Advanced Education Minister Melanie Mark said she has sent letters to almost 370 public post-secondary institutions and private career training institutions advising them to no longer accept large cash payments from students registering for classes and programs.
The letter asks the institutions to share copies of their cash acceptance policies with the government. Those without a policy have been asked to develop one.
“We need to protect post-secondary institutions as places for higher learning and skills development, not alleged places for organized crime to clean dirty money,” Mark said at a news conference.
She said a recent report on money laundering in B.C.'s real estate sector includes allegations that some students pay large sums of cash to enrol in programs only to withdraw shortly afterwards, requesting refunds by cheque.

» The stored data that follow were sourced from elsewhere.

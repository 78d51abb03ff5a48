//! Summary statistics over the active health grid.

use crate::grid::types::{HealthGrid, SectorCell};
use serde::Serialize;

/// Counts of cells per health bucket.
#[derive(Debug, Clone, Copy, Default, PartialEq, Eq, Serialize)]
pub struct HealthDistribution {
    /// health <= 20
    pub critical: usize,
    /// 21..=40
    pub warning: usize,
    /// 41..=60
    pub moderate: usize,
    /// 61..=80
    pub healthy: usize,
    /// 81..=100
    pub pristine: usize,
}

impl HealthDistribution {
    pub fn total(&self) -> usize {
        self.critical + self.warning + self.moderate + self.healthy + self.pristine
    }
}

/// Derived summary of a non-empty grid. Recomputed on demand, never cached.
#[derive(Debug, Clone, Serialize)]
pub struct GridStats {
    /// Rounded mean health across all cells.
    pub avg: u8,
    /// Cell with the minimum health; row-major first occurrence wins ties.
    pub most_critical: SectorCell,
    pub distribution: HealthDistribution,
}

/// Compute stats, or `None` for the empty grid.
pub fn stats(grid: &HealthGrid) -> Option<GridStats> {
    let mut sum = 0u64;
    let mut count = 0u64;
    let mut most_critical: Option<&SectorCell> = None;
    let mut distribution = HealthDistribution::default();

    for cell in grid.cells() {
        sum += u64::from(cell.health);
        count += 1;
        match cell.health {
            0..=20 => distribution.critical += 1,
            21..=40 => distribution.warning += 1,
            41..=60 => distribution.moderate += 1,
            61..=80 => distribution.healthy += 1,
            _ => distribution.pristine += 1,
        }
        match most_critical {
            Some(best) if best.health <= cell.health => {}
            _ => most_critical = Some(cell),
        }
    }

    let most_critical = most_critical?.clone();
    let avg = ((2 * sum + count) / (2 * count)) as u8;
    Some(GridStats {
        avg,
        most_critical,
        distribution,
    })
}
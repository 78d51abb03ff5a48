//! Shared output helpers: quiet/JSON modes, notices, spinners, file writes.
//!
//! The global `--json`/`--quiet` flags are exported as environment variables
//! by `main` so every module can check them without plumbing.

use crate::events::Notice;
use anyhow::{Context, Result};
use std::path::Path;
use std::time::Duration;

/// True when `--json` was passed.
pub fn is_json() -> bool {
    std::env::var("REEFGUARD_JSON").is_ok()
}

/// True when `--quiet` was passed.
pub fn is_quiet() -> bool {
    std::env::var("REEFGUARD_QUIET").is_ok()
}

/// Print a machine-readable JSON value to stdout.
pub fn print_json(value: &serde_json::Value) {
    println!("{value}");
}

/// Print a session notice the way a UI would toast it.
pub fn print_notice(notice: &Notice) {
    if is_quiet() || is_json() {
        return;
    }
    match &notice.detail {
        Some(detail) => eprintln!("  {}: {}", notice.message, detail),
        None => eprintln!("  {}", notice.message),
    }
}

/// Spinner shown while a request is outstanding; hidden in quiet/JSON modes.
pub fn spinner(message: &'static str) -> indicatif::ProgressBar {
    if is_quiet() || is_json() {
        return indicatif::ProgressBar::hidden();
    }
    let spinner = indicatif::ProgressBar::new_spinner();
    spinner.set_message(message);
    spinner.enable_steady_tick(Duration::from_millis(80));
    spinner
}

/// Write an export to disk.
pub fn write_file(path: &Path, content: &str) -> Result<()> {
    std::fs::write(path, content).with_context(|| format!("failed to write {}", path.display()))
}
//! Error taxonomy for the session runtime.

/// Errors that can occur in the reef session runtime.
///
/// Remote failures are resolved at the orchestrator boundary: the session is
/// left in a defined state and a failure event is emitted before the error is
/// returned, so callers may ignore the value and still observe a consistent
/// session.
#[derive(thiserror::Error, Debug)]
pub enum ReefError {
    #[error("remote service unreachable: {0}")]
    NetworkUnreachable(String),

    #[error("malformed service response: {0}")]
    MalformedResponse(String),

    #[error("another request is already in flight")]
    Busy,

    #[error("precondition unmet: {0}")]
    PreconditionUnmet(String),

    #[error("invalid bounding box: {0}")]
    InvalidBounds(String),
}

/// Convenience result type.
pub type ReefResult<T> = Result<T, ReefError>;
//! `reefguard scan` — scan the current viewport and report sector health.

use crate::bounds::BoundingBox;
use crate::cli::output;
use crate::config::RuntimeConfig;
use crate::session::GridSession;
use anyhow::{Context, Result};
use std::path::PathBuf;

/// Run the scan command.
pub async fn run(
    viewport: BoundingBox,
    smooth: bool,
    export: Option<PathBuf>,
    service_url: Option<&str>,
    timeout_ms: Option<u64>,
) -> Result<()> {
    let config = RuntimeConfig::from_env()
        .with_overrides(service_url, timeout_ms)
        .context("invalid --service-url")?;

    let mut session = GridSession::new(&config);
    let mut notices = session.subscribe();
    session.update_viewport(viewport);

    let spinner = output::spinner("Scanning ocean area...");
    let scan = session.scan().await;
    spinner.finish_and_clear();

    while let Ok(event) = notices.try_recv() {
        output::print_notice(&event.notice());
    }
    let summary = scan?;

    let smoothed = if smooth {
        Some(session.smooth()?.clone())
    } else {
        None
    };
    let stats = session.stats();

    if output::is_json() {
        output::print_json(&serde_json::json!({
            "bounds": summary.bounds,
            "raw_point_count": summary.raw_point_count,
            "dimension": summary.dimension,
            "grid": session.state().grid(),
            "smoothed": smoothed,
            "stats": stats,
        }));
    } else if !output::is_quiet() {
        if let Some(table) = session.export_grid() {
            println!("{table}");
        }
        if let Some(sm) = &smoothed {
            println!("Neighborhood Averages");
            println!("{}", "=".repeat(40));
            println!();
            for row in sm.values() {
                let line: String = row.iter().map(|v| format!("{v:>4}")).collect();
                println!("{line}");
            }
            println!();
        }
        if let Some(stats) = &stats {
            println!("Average health: {}", stats.avg);
            println!(
                "Most critical: sector [{}, {}] at {}",
                stats.most_critical.row, stats.most_critical.col, stats.most_critical.health
            );
            let d = &stats.distribution;
            println!(
                "Distribution: {} critical / {} warning / {} moderate / {} healthy / {} pristine",
                d.critical, d.warning, d.moderate, d.healthy, d.pristine
            );
        }
    }

    if let Some(path) = export {
        if let Some(table) = session.export_grid() {
            output::write_file(&path, &table)?;
            if !output::is_quiet() && !output::is_json() {
                eprintln!("  Wrote {}", path.display());
            }
        }
    }

    Ok(())
}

The report by former RCMP deputy commissioner Peter German says the cash payments and subsequent refund payments could be one of many tactics used by organized crime to launder illegal cash. A second report earlier this month by former deputy attorney general Maureen Maloney said money laundering could have amounted to $7 billion in B.C. in 2018.
The New Democrat government announced a public inquiry into money laundering about two weeks ago.
Mark's letter to the schools asks them to reply by June 30.
“While I appreciate the need to accept payments in cash as a service to students, this has to be balanced by ensuring our post-secondary system not become a target for money laundering,” it says.
Attorney General David Eby said money laundering appears to have found its way into many segments of the B.C. economy.
“You'll remember that this started in casinos,” he said. “I don't think anyone thought that we would be making an announcement about post-secondary institutions, but here we are.”